The main thing that helped with this solve script was clamping the input and output at each gradient descent.
import torch
import numpy as np
import cv2
from model import Model
flag = cv2.imread('out.png', 0)
flag_tensor = torch.from_numpy(flag).to(torch.float32)
in_tens =torch.rand(17, 133)
input_tensor = torch.nn.parameter.Parameter(in_tens)
model = Model()
model.load_state_dict(torch.load('model.pth', weights_only=True))
for param in model.parameters():
param.requires_grad_(False)
input_tensor.requires_grad_(True)
optimizer = torch.optim.Adam([input_tensor], lr=1)
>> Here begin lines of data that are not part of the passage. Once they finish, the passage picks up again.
// This Source Code Form is subject to the terms of the Mozilla Public
// License, v. 2.0. If a copy of the MPL was not distributed with this
// file, You can obtain one at https://mozilla.org/MPL/2.0/.

use bytes::Bytes;
use tracing::debug;
use url::Url;

use crate::error::FeedError;
use crate::http::{HttpClient, is_success};

use super::parse::{FeedDocument, parse_feed};

/// Fetch raw feed bytes from a URL (without parsing)
pub async fn fetch_feed_bytes<C: HttpClient + ?Sized>(
    client: &C,
    url: &str,
) -> Result<Bytes, FeedError> {
    let response = client
        .get_bytes(url)
        .await
        .map_err(|e| FeedError::FetchFailed {
            url: url.to_string(),
            source: e,
        })?;

    if !is_success(response.status) {
        return Err(FeedError::HttpStatus {
            url: url.to_string(),
            status: response.status,
        });
    }

    debug!(url, bytes = response.body.len(), "Fetched feed document");
    Ok(response.body)
}

/// Fetch and parse a feed from a URL
pub async fn fetch_feed<C: HttpClient + ?Sized>(
    client: &C,
    url: &str,
) -> Result<FeedDocument, FeedError> {
    let feed_url = Url::parse(url)?;
    let bytes = fetch_feed_bytes(client, url).await?;
    parse_feed(&bytes, feed_url)
}
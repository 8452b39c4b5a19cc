use std::sync::{Arc, Mutex};

use anyhow::{Context, Result, anyhow};
use clap::{Parser, Subcommand};
use colored::Colorize;
use console::Emoji;
use indicatif::{ProgressBar, ProgressStyle};
use tokio_util::sync::CancellationToken;

use poke::{
    Config, FeedStore, NoopReporter, ProgressEvent, ProgressReporter, ReqwestClient,
    SharedProgressReporter, SubscribeOutcome, SyncContext, list_subscriptions, logging,
    run_periodic, subscribe, sync_once, unsubscribe,
};

// Emoji with fallback for terminals without Unicode support
static MICROPHONE: Emoji<'_, '_> = Emoji("🎙️  ", "");
static SEARCH: Emoji<'_, '_> = Emoji("🔍 ", "[~] ");
static HEADPHONES: Emoji<'_, '_> = Emoji("🎧 ", "[i] ");
static DOWNLOAD: Emoji<'_, '_> = Emoji("📥 ", "[v] ");
static SUCCESS: Emoji<'_, '_> = Emoji("✅ ", "[+] ");
static FAILURE: Emoji<'_, '_> = Emoji("❌ ", "[!] ");
static SKIP: Emoji<'_, '_> = Emoji("⏭️  ", "[-] ");
static PARTY: Emoji<'_, '_> = Emoji("🎉 ", "[*] ");

/// A command line podcast client to subscribe to and download podcasts
#[derive(Parser, Debug)]
#[command(name = "poke")]
#[command(version)]
struct Args {
    #[command(subcommand)]
    command: Command,
}

#[derive(Subcommand, Debug)]
enum Command {
    /// Subscribe to a podcast
    Sub {
        /// The URL of the RSS source
        url: String,
    },

    /// List all channels subscribed
    #[command(visible_alias = "ls")]
    List,

    /// Unsubscribe from a podcast
    #[command(visible_alias = "us")]
    Unsub {
        /// The index of the podcast to be unsubscribed, as shown by `list`
        index: usize,
    },

    /// Download new episodes, then keep polling
    #[command(visible_alias = "up")]
    Update {
        /// Run as debug mode
        #[arg(long)]
        debug: bool,

        /// Run a single pass instead of polling forever
        #[arg(long)]
        once: bool,

        /// Quiet mode - suppress progress output
        #[arg(short, long)]
        quiet: bool,
    },
}

/// Progress reporter using indicatif for terminal output
struct IndicatifReporter {
    main_bar: ProgressBar,
    download_bar: Mutex<Option<ProgressBar>>,
}

impl IndicatifReporter {
    fn new() -> Self {
        let main_bar = ProgressBar::new_spinner();
        main_bar.set_style(
            ProgressStyle::default_spinner()
                .template("{spinner:.green} {wide_msg}")
                .expect("valid template"),
        );
        main_bar.enable_steady_tick(std::time::Duration::from_millis(100));

        Self {
            main_bar,
            download_bar: Mutex::new(None),
        }
    }

    fn with_download_bar(&self, f: impl FnOnce(&ProgressBar)) {
        if let Ok(guard) = self.download_bar.lock()
            && let Some(bar) = guard.as_ref()
        {
            f(bar);
        }
    }

    fn take_download_bar(&self) -> Option<ProgressBar> {
        self.download_bar.lock().ok().and_then(|mut guard| guard.take())
    }
}

impl ProgressReporter for IndicatifReporter {
    fn report(&self, event: ProgressEvent) {
        match event {
            ProgressEvent::FetchingFeed { title, url } => {
                self.main_bar.set_message(format!(
                    "{SEARCH}{} {}",
                    title.bold(),
                    url.cyan()
                ));
            }

            ProgressEvent::FeedFailed { title, error } => {
                self.main_bar.println(format!(
                    "{FAILURE}{} - {}",
                    title.red().bold(),
                    error.red()
                ));
            }

            ProgressEvent::FeedParsed {
                title,
                total_items,
                new_items,
            } => {
                self.main_bar.set_message(format!(
                    "{HEADPHONES}{} • {} items total, {} new",
                    title.bold().green(),
                    total_items.to_string().cyan(),
                    new_items.to_string().yellow()
                ));
            }

            ProgressEvent::ItemSkipped { item_title, reason } => {
                self.main_bar.println(format!(
                    "  {SKIP}{} - {}",
                    truncate_title(&item_title, 40).dimmed(),
                    reason.dimmed()
                ));
            }

            ProgressEvent::DownloadStarting {
                item_title,
                index,
                total,
                content_length,
            } => {
                let bar = ProgressBar::new(content_length.unwrap_or(0));
                bar.set_style(
                    ProgressStyle::default_bar()
                        .template(&format!(
                            "  {DOWNLOAD}[{{bar:30.cyan/blue}}] {{bytes}}/{{total_bytes}} {{wide_msg}}"
                        ))
                        .expect("valid template")
                        .progress_chars("█▓░"),
                );
                bar.set_message(format!(
                    "[{}/{}] {}",
                    (index + 1).to_string().cyan(),
                    total.to_string().cyan(),
                    truncate_title(&item_title, 40)
                ));
                if let Ok(mut guard) = self.download_bar.lock() {
                    *guard = Some(bar);
                }
            }

            ProgressEvent::DownloadProgress {
                bytes_downloaded,
                total_bytes,
                ..
            } => {
                self.with_download_bar(|bar| {
                    if let Some(total) = total_bytes {
                        bar.set_length(total);
                    }
                    bar.set_position(bytes_downloaded);
                });
            }

            ProgressEvent::DownloadCompleted { item_title, .. } => {
                if let Some(bar) = self.take_download_bar() {
                    bar.finish_and_clear();
                }
                self.main_bar.println(format!(
                    "  {SUCCESS}{}",
                    truncate_title(&item_title, 60).green()
                ));
            }

            ProgressEvent::DownloadFailed { item_title, error } => {
                if let Some(bar) = self.take_download_bar() {
                    bar.finish_and_clear();
                }
                self.main_bar.println(format!(
                    "  {FAILURE}{} - {}",
                    truncate_title(&item_title, 30).red(),
                    error.red()
                ));
            }

            ProgressEvent::PartialFilesCleanedUp { count } => {
                self.main_bar.println(format!(
                    "  Removed {} incomplete download(s)",
                    count.to_string().yellow()
                ));
            }

            ProgressEvent::SubscriptionSynced { .. } => {}

            ProgressEvent::PassCompleted {
                subscriptions,
                downloaded,
                skipped,
                failed,
            } => {
                self.main_bar.set_message("");
                self.main_bar.println(format!(
                    "\n{PARTY}{} {} podcasts, {} downloaded, {} skipped, {} failed\n",
                    "Update complete:".bold().green(),
                    subscriptions.to_string().cyan(),
                    downloaded.to_string().green().bold(),
                    skipped.to_string().yellow(),
                    if failed > 0 {
                        failed.to_string().red().bold()
                    } else {
                        failed.to_string().green()
                    }
                ));
            }
        }
    }
}

impl Drop for IndicatifReporter {
    fn drop(&mut self) {
        self.main_bar.finish_and_clear();
    }
}

fn truncate_title(title: &str, max_len: usize) -> String {
    if title.chars().count() <= max_len {
        title.to_string()
    } else {
        let truncated: String = title.chars().take(max_len.saturating_sub(3)).collect();
        format!("{truncated}...")
    }
}

const LIST_TITLE_WIDTH: usize = 30;
const LIST_DESCRIPTION_WIDTH: usize = 40;

/// Keep the first `limit` chars, marking a cut with "..."
fn clip(text: &str, limit: usize) -> String {
    if text.chars().count() <= limit {
        text.to_string()
    } else {
        let kept: String = text.chars().take(limit).collect();
        format!("{kept}...")
    }
}

#[tokio::main]
async fn main() -> Result<()> {
    let args = Args::parse();

    let config = Config::load().context("Failed to load configuration")?;
    config
        .ensure_dirs()
        .context("Failed to create poke directories")?;

    let debug = matches!(args.command, Command::Update { debug: true, .. });
    logging::init(&config.log_dir(), debug).map_err(|e| anyhow!(e))?;

    let mut store = FeedStore::load(config.store_path()).context("Failed to load feed store")?;

    match args.command {
        Command::Sub { url } => cmd_sub(&config, &mut store, &url).await,
        Command::List => {
            cmd_list(&store);
            Ok(())
        }
        Command::Unsub { index } => cmd_unsub(&mut store, index),
        Command::Update { once, quiet, .. } => cmd_update(config, &mut store, once, quiet).await,
    }
}

async fn cmd_sub(config: &Config, store: &mut FeedStore, url: &str) -> Result<()> {
    if store.contains_url(url) {
        println!("'{}' has already been subscribed to.", url.yellow());
        return Ok(());
    }

    println!("{SEARCH}Checking for {}...", url.cyan());
    let client = ReqwestClient::new(config).context("Failed to build HTTP client")?;

    match subscribe(&client, config, store, url)
        .await
        .context("Subscribe failed")?
    {
        SubscribeOutcome::AlreadySubscribed => {
            println!("'{}' has already been subscribed to.", url.yellow());
        }
        SubscribeOutcome::Subscribed(subscription) => {
            println!("{SUCCESS}{}", "Subscribed successfully!".bold().green());
            println!("  Title:       {}", subscription.title.bold());
            if let Some(updated) = subscription.updated {
                println!("  Update time: {updated}");
            }
            println!("  Link:        {}", subscription.link.cyan());
            println!(
                "  Description: {}",
                html_escape::decode_html_entities(&subscription.description)
            );
        }
    }
    Ok(())
}

fn cmd_list(store: &FeedStore) {
    println!(
        "{}",
        format!("{:<5}{:<33}{:<43}", "No", "title", "description").bold()
    );
    for (i, subscription) in list_subscriptions(store).iter().enumerate() {
        let description = html_escape::decode_html_entities(&subscription.description);
        println!(
            "{:<5}{:<33}{:<43}",
            i + 1,
            clip(&subscription.title, LIST_TITLE_WIDTH),
            clip(description.trim(), LIST_DESCRIPTION_WIDTH)
        );
    }
}

fn cmd_unsub(store: &mut FeedStore, index: usize) -> Result<()> {
    let removed = unsubscribe(store, index)?;
    println!(
        "Unsubscribed from podcast {}: {}",
        index.to_string().cyan(),
        removed.title.bold()
    );
    Ok(())
}

async fn cmd_update(config: Config, store: &mut FeedStore, once: bool, quiet: bool) -> Result<()> {
    if !quiet {
        println!(
            "\n{}{} {}\n",
            MICROPHONE,
            "poke".bold().magenta(),
            "- Podcast Updater".dimmed()
        );
    }

    let client = ReqwestClient::new(&config).context("Failed to build HTTP client")?;
    let reporter: SharedProgressReporter = if quiet {
        NoopReporter::shared()
    } else {
        Arc::new(IndicatifReporter::new())
    };
    let ctx = SyncContext::new(client, config, reporter);

    if once {
        let pass = sync_once(&ctx, store).await.context("Update failed")?;
        if pass.failed() > 0 && pass.downloaded() == 0 {
            std::process::exit(1);
        }
        return Ok(());
    }

    let cancel = CancellationToken::new();
    let on_signal = cancel.clone();
    tokio::spawn(async move {
        if tokio::signal::ctrl_c().await.is_ok() {
            on_signal.cancel();
        }
    });

    run_periodic(&ctx, store, cancel)
        .await
        .context("Update failed")?;
    Ok(())
}
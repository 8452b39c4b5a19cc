// This Source Code Form is subject to the terms of the Mozilla Public
// License, v. 2.0. If a copy of the MPL was not distributed with this
// file, You can obtain one at https://mozilla.org/MPL/2.0/.

use chrono::{DateTime, FixedOffset};
use tracing::warn;
use url::Url;

use crate::error::{EntryError, FeedError};

/// A freshly fetched feed. Never persisted.
#[derive(Debug)]
pub struct FeedDocument {
    pub title: String,
    pub link: String,
    pub description: String,
    /// Feed-level last update time, epoch seconds
    pub updated: Option<i64>,
    pub feed_url: Url,
    /// Entries in document order
    pub items: Vec<FeedItem>,
    /// Entries dropped because they could not be parsed
    pub rejected: Vec<EntryError>,
}

/// A single feed entry
#[derive(Debug, Clone)]
pub struct FeedItem {
    pub title: String,
    /// Publish time, epoch seconds
    pub published: i64,
    pub pub_date: DateTime<FixedOffset>,
    pub description: Option<String>,
    pub link: Option<String>,
    pub guid: Option<String>,
    pub enclosures: Vec<Enclosure>,
}

/// A media attachment referenced by an item
#[derive(Debug, Clone, PartialEq, Eq)]
pub struct Enclosure {
    pub url: Url,
    pub mime_type: Option<String>,
    pub length: Option<u64>,
}

/// Parse feed bytes as RSS 2.0, falling back to Atom
pub fn parse_feed(xml_bytes: &[u8], feed_url: Url) -> Result<FeedDocument, FeedError> {
    let document = match rss::Channel::read_from(xml_bytes) {
        Ok(channel) => from_rss(&channel, feed_url),
        Err(rss_err) => match atom_syndication::Feed::read_from(xml_bytes) {
            Ok(feed) => from_atom(&feed, feed_url),
            Err(atom_err) => {
                return Err(FeedError::ParseFailed {
                    rss: rss_err,
                    atom: atom_err,
                });
            }
        },
    };

    for rejected in &document.rejected {
        warn!(feed = %document.title, "Dropping entry: {rejected}");
    }

    Ok(document)
}

fn from_rss(channel: &rss::Channel, feed_url: Url) -> FeedDocument {
    let (items, rejected) = partition(channel.items().iter().map(rss_item));

    let updated = channel
        .last_build_date()
        .or_else(|| channel.pub_date())
        .and_then(|d| parse_date(d).ok())
        .map(|dt| dt.timestamp());

    FeedDocument {
        title: channel.title().to_string(),
        link: channel.link().to_string(),
        description: channel.description().to_string(),
        updated,
        feed_url,
        items,
        rejected,
    }
}

fn rss_item(item: &rss::Item) -> Result<FeedItem, EntryError> {
    let title = item
        .title()
        .map(String::from)
        .unwrap_or_else(|| "Untitled Episode".to_string());

    let date_str = item.pub_date().ok_or_else(|| EntryError::MissingDate {
        title: title.clone(),
    })?;
    let pub_date = parse_date(date_str).map_err(|_| EntryError::InvalidDate {
        title: title.clone(),
        date_str: date_str.to_string(),
    })?;

    let enclosures = item
        .enclosure()
        .map(|enclosure| {
            let url = Url::parse(enclosure.url()).map_err(|e| EntryError::InvalidEnclosureUrl {
                title: title.clone(),
                source: e,
            })?;
            Ok(Enclosure {
                url,
                mime_type: Some(enclosure.mime_type().to_string()).filter(|s| !s.is_empty()),
                length: enclosure.length().parse().ok(),
            })
        })
        .transpose()?
        .into_iter()
        .collect();

    Ok(FeedItem {
        title,
        published: pub_date.timestamp(),
        pub_date,
        description: item.description().map(String::from),
        link: item.link().map(String::from),
        guid: item.guid().map(|g| g.value().to_string()),
        enclosures,
    })
}

fn from_atom(feed: &atom_syndication::Feed, feed_url: Url) -> FeedDocument {
    let (items, rejected) = partition(feed.entries().iter().map(atom_entry));

    let link = feed
        .links()
        .iter()
        .find(|l| l.rel() == "alternate")
        .or_else(|| feed.links().first())
        .map(|l| l.href().to_string())
        .unwrap_or_default();

    FeedDocument {
        title: feed.title().as_str().to_string(),
        link,
        description: feed
            .subtitle()
            .map(|s| s.as_str().to_string())
            .unwrap_or_default(),
        updated: Some(feed.updated().timestamp()),
        feed_url,
        items,
        rejected,
    }
}

fn atom_entry(entry: &atom_syndication::Entry) -> Result<FeedItem, EntryError> {
    let title = entry.title().as_str().to_string();

    let pub_date = *entry.published().unwrap_or_else(|| entry.updated());

    let enclosures = entry
        .links()
        .iter()
        .filter(|l| l.rel() == "enclosure")
        .map(|l| {
            let url = Url::parse(l.href()).map_err(|e| EntryError::InvalidEnclosureUrl {
                title: title.clone(),
                source: e,
            })?;
            Ok(Enclosure {
                url,
                mime_type: l.mime_type().map(String::from),
                length: l.length().and_then(|len| len.parse().ok()),
            })
        })
        .collect::<Result<Vec<_>, EntryError>>()?;

    let link = entry
        .links()
        .iter()
        .find(|l| l.rel() == "alternate")
        .map(|l| l.href().to_string());

    Ok(FeedItem {
        title,
        published: pub_date.timestamp(),
        pub_date,
        description: entry.summary().map(|s| s.as_str().to_string()),
        link,
        guid: Some(entry.id().to_string()),
        enclosures,
    })
}

fn partition(
    results: impl Iterator<Item = Result<FeedItem, EntryError>>,
) -> (Vec<FeedItem>, Vec<EntryError>) {
    let mut items = Vec::new();
    let mut rejected = Vec::new();
    for result in results {
        match result {
            Ok(item) => items.push(item),
            Err(e) => rejected.push(e),
        }
    }
    (items, rejected)
}

/// Parse an RSS date, tolerating common deviations from RFC 2822
fn parse_date(date_str: &str) -> Result<DateTime<FixedOffset>, chrono::ParseError> {
    let date_str = date_str.trim();
    DateTime::parse_from_rfc2822(date_str).or_else(|err| {
        const FORMATS: [&str; 3] = [
            "%a, %d %b %Y %H:%M:%S %z",
            "%d %b %Y %H:%M:%S %z",
            "%Y-%m-%d %H:%M:%S %z",
        ];

        FORMATS
            .iter()
            .find_map(|format| DateTime::parse_from_str(date_str, format).ok())
            .or_else(|| DateTime::parse_from_rfc3339(date_str).ok())
            .ok_or(err)
    })
}

#[cfg(test)]
mod tests {
    use super::*;

    const SAMPLE_RSS: &str = r#"<?xml version="1.0" encoding="UTF-8"?>
<rss version="2.0">
  <channel>
    <title>Test Podcast</title>
    <description>A test podcast for unit testing</description>
    <link>https://example.com</link>
    <lastBuildDate>Tue, 02 Jan 2024 08:00:00 +0000</lastBuildDate>
    <item>
      <title>Episode 1</title>
      <description>First episode</description>
      <link>https://example.com/ep1</link>
      <pubDate>Mon, 01 Jan 2024 12:00:00 +0000</pubDate>
      <guid>ep1-guid</guid>
      <enclosure url="https://example.com/ep1.mp3" length="1234567" type="audio/mpeg"/>
    </item>
    <item>
      <title>Episode 2</title>
      <pubDate>Tue, 02 Jan 2024 12:00:00 +0100</pubDate>
    </item>
    <item>
      <title>Bad Date</title>
      <pubDate>sometime last week</pubDate>
      <enclosure url="https://example.com/bad.mp3" type="audio/mpeg"/>
    </item>
    <item>
      <title>No Date</title>
      <enclosure url="https://example.com/nodate.mp3" type="audio/mpeg"/>
    </item>
  </channel>
</rss>"#;

    const SAMPLE_ATOM: &str = r#"<?xml version="1.0" encoding="utf-8"?>
<feed xmlns="http://www.w3.org/2005/Atom">
  <title>Atom Show</title>
  <subtitle>An atom podcast</subtitle>
  <link rel="alternate" href="https://atom.example.com/"/>
  <id>urn:uuid:feed</id>
  <updated>2024-02-01T00:00:00Z</updated>
  <entry>
    <title>Atom One</title>
    <id>urn:uuid:one</id>
    <updated>2024-01-20T00:00:00Z</updated>
    <published>2024-01-15T10:00:00Z</published>
    <summary>First</summary>
    <link rel="enclosure" type="audio/mpeg" length="42" href="https://atom.example.com/one.mp3"/>
  </entry>
  <entry>
    <title>Atom Two</title>
    <id>urn:uuid:two</id>
    <updated>2024-01-25T00:00:00Z</updated>
    <link rel="enclosure" type="audio/mpeg" href="https://atom.example.com/two-a.mp3"/>
    <link rel="enclosure" type="audio/ogg" href="https://atom.example.com/two-b.ogg"/>
  </entry>
</feed>"#;

    fn feed_url() -> Url {
        Url::parse("https://example.com/feed.xml").unwrap()
    }

    #[test]
    fn parse_rss_extracts_feed_metadata() {
        let doc = parse_feed(SAMPLE_RSS.as_bytes(), feed_url()).unwrap();

        assert_eq!(doc.title, "Test Podcast");
        assert_eq!(doc.description, "A test podcast for unit testing");
        assert_eq!(doc.link, "https://example.com");
        assert_eq!(doc.updated, Some(1_704_182_400));
        assert_eq!(doc.feed_url, feed_url());
    }

    #[test]
    fn parse_rss_extracts_items() {
        let doc = parse_feed(SAMPLE_RSS.as_bytes(), feed_url()).unwrap();

        assert_eq!(doc.items.len(), 2);

        let ep1 = &doc.items[0];
        assert_eq!(ep1.title, "Episode 1");
        assert_eq!(ep1.published, 1_704_110_400);
        assert_eq!(ep1.guid.as_deref(), Some("ep1-guid"));
        assert_eq!(ep1.link.as_deref(), Some("https://example.com/ep1"));
        assert_eq!(
            ep1.enclosures,
            vec![Enclosure {
                url: Url::parse("https://example.com/ep1.mp3").unwrap(),
                mime_type: Some("audio/mpeg".to_string()),
                length: Some(1234567),
            }]
        );

        let ep2 = &doc.items[1];
        assert_eq!(ep2.published, 1_704_193_200);
        assert!(ep2.enclosures.is_empty());
    }

    #[test]
    fn bad_entry_dates_only_drop_that_entry() {
        let doc = parse_feed(SAMPLE_RSS.as_bytes(), feed_url()).unwrap();

        assert_eq!(doc.rejected.len(), 2);
        assert!(matches!(
            &doc.rejected[0],
            EntryError::InvalidDate { title, .. } if title == "Bad Date"
        ));
        assert!(matches!(
            &doc.rejected[1],
            EntryError::MissingDate { title } if title == "No Date"
        ));
    }

    #[test]
    fn parse_atom_feed() {
        let doc = parse_feed(SAMPLE_ATOM.as_bytes(), feed_url()).unwrap();

        assert_eq!(doc.title, "Atom Show");
        assert_eq!(doc.description, "An atom podcast");
        assert_eq!(doc.link, "https://atom.example.com/");
        assert_eq!(doc.items.len(), 2);

        let one = &doc.items[0];
        assert_eq!(one.published, 1_705_312_800);
        assert_eq!(one.enclosures[0].length, Some(42));
        assert_eq!(one.guid.as_deref(), Some("urn:uuid:one"));

        // No <published>, falls back to <updated>
        let two = &doc.items[1];
        assert_eq!(two.published, 1_706_140_800);
        assert_eq!(two.enclosures.len(), 2);
    }

    #[test]
    fn garbage_is_a_parse_error() {
        let result = parse_feed(b"<html><body>nope</body></html>", feed_url());
        assert!(matches!(result, Err(FeedError::ParseFailed { .. })));
    }

    #[test]
    fn relaxed_dates_are_accepted() {
        assert!(parse_date("01 Jan 2024 12:00:00 +0000").is_ok());
        assert!(parse_date("2024-01-01 12:00:00 +0000").is_ok());
        assert!(parse_date("2024-01-01T12:00:00+00:00").is_ok());
        assert!(parse_date("  Mon, 01 Jan 2024 12:00:00 GMT ").is_ok());
        assert!(parse_date("yesterday").is_err());
    }
}
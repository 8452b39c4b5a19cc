use std::path::{Path, PathBuf};

use serde::{Deserialize, Serialize};

use crate::error::{IndexError, StoreError};
use crate::persist::write_json_atomic;

/// A feed the user is subscribed to, with its download watermark.
///
/// Field names on disk match the `.feed` document written by earlier
/// versions of poke.
#[derive(Debug, Clone, PartialEq, Eq, Serialize, Deserialize)]
pub struct Subscription {
    #[serde(rename = "rss")]
    pub url: String,
    pub title: String,
    #[serde(default)]
    pub link: String,
    #[serde(default)]
    pub description: String,
    /// Feed-declared last update time, epoch seconds
    #[serde(rename = "update_time", default, skip_serializing_if = "Option::is_none")]
    pub updated: Option<i64>,
    /// Publish time of the last fully processed item, epoch seconds. 0 means none.
    #[serde(rename = "poke_time", default)]
    watermark: i64,
}

impl Subscription {
    pub fn new(
        url: impl Into<String>,
        title: impl Into<String>,
        link: impl Into<String>,
        description: impl Into<String>,
    ) -> Self {
        Self {
            url: url.into(),
            title: title.into(),
            link: link.into(),
            description: description.into(),
            updated: None,
            watermark: 0,
        }
    }

    pub fn watermark(&self) -> i64 {
        self.watermark
    }

    /// Move the watermark forward to `published`; never moves it back.
    ///
    /// Returns whether the watermark changed.
    pub fn advance_watermark(&mut self, published: i64) -> bool {
        if published > self.watermark {
            self.watermark = published;
            true
        } else {
            false
        }
    }
}

#[derive(Debug, Default, Serialize, Deserialize)]
struct StoreDocument {
    #[serde(default)]
    feeds: Vec<Subscription>,
}

/// Durable, ordered collection of subscriptions backed by a JSON file
#[derive(Debug)]
pub struct FeedStore {
    path: PathBuf,
    subscriptions: Vec<Subscription>,
}

impl FeedStore {
    /// Read the store at `path`, or start empty if the file does not exist
    pub fn load(path: impl Into<PathBuf>) -> Result<Self, StoreError> {
        let path = path.into();
        let subscriptions = read_document(&path)?.feeds;
        Ok(Self {
            path,
            subscriptions,
        })
    }

    /// Replace the in-memory state with what is on disk
    pub fn reload(&mut self) -> Result<(), StoreError> {
        self.subscriptions = read_document(&self.path)?.feeds;
        Ok(())
    }

    pub fn path(&self) -> &Path {
        &self.path
    }

    /// Subscriptions in insertion order
    pub fn list(&self) -> &[Subscription] {
        &self.subscriptions
    }

    pub fn len(&self) -> usize {
        self.subscriptions.len()
    }

    pub fn is_empty(&self) -> bool {
        self.subscriptions.is_empty()
    }

    pub fn contains_url(&self, url: &str) -> bool {
        self.subscriptions.iter().any(|s| s.url == url)
    }

    pub fn get_mut(&mut self, url: &str) -> Option<&mut Subscription> {
        self.subscriptions.iter_mut().find(|s| s.url == url)
    }

    /// Append a subscription. Uniqueness is the caller's responsibility.
    pub fn add(&mut self, subscription: Subscription) {
        self.subscriptions.push(subscription);
    }

    /// Remove the subscription at 1-based `position`
    pub fn remove_at(&mut self, position: usize) -> Result<Subscription, IndexError> {
        if position == 0 || position > self.subscriptions.len() {
            return Err(IndexError {
                index: position,
                len: self.subscriptions.len(),
            });
        }
        Ok(self.subscriptions.remove(position - 1))
    }

    /// Write a full snapshot, atomically replacing the previous file
    pub fn save(&self) -> Result<(), StoreError> {
        let document = StoreDocument {
            feeds: self.subscriptions.clone(),
        };
        write_json_atomic(&self.path, &document)?;
        Ok(())
    }
}

fn read_document(path: &Path) -> Result<StoreDocument, StoreError> {
    if !path.exists() {
        return Ok(StoreDocument::default());
    }

    let content = std::fs::read_to_string(path).map_err(|e| StoreError::ReadFailed {
        path: path.to_path_buf(),
        source: e,
    })?;

    serde_json::from_str(&content).map_err(|e| StoreError::Corrupt {
        path: path.to_path_buf(),
        source: e,
    })
}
for i in range(1, 100000):
optimizer.zero_grad()
out_tensor = model(input_tensor)
loss_fn = torch.nn.MSELoss()
with torch.no_grad():
out_tensor.clamp_(0, 255.0)
loss = loss_fn(out_tensor, flag_tensor)
if i % 10000 == 0:
print(loss.item())
loss.backward()
optimizer.step()
with torch.no_grad():
input_tensor.clamp_(0, 255.0)
out_arr = input_tensor.detach().numpy()
print(out_arr)
cv2.imwrite('flag.png', out_arr)
That looks much better. ictf{linear_aggression} was the flag.
Yep, I forgot to clamp tensors. And I overcomplicated it, when I could have just trained a model to guess the initial flag. I had the right idea, but the wrong execution. Even though I sort of solved this, I do think that this is the much better execution.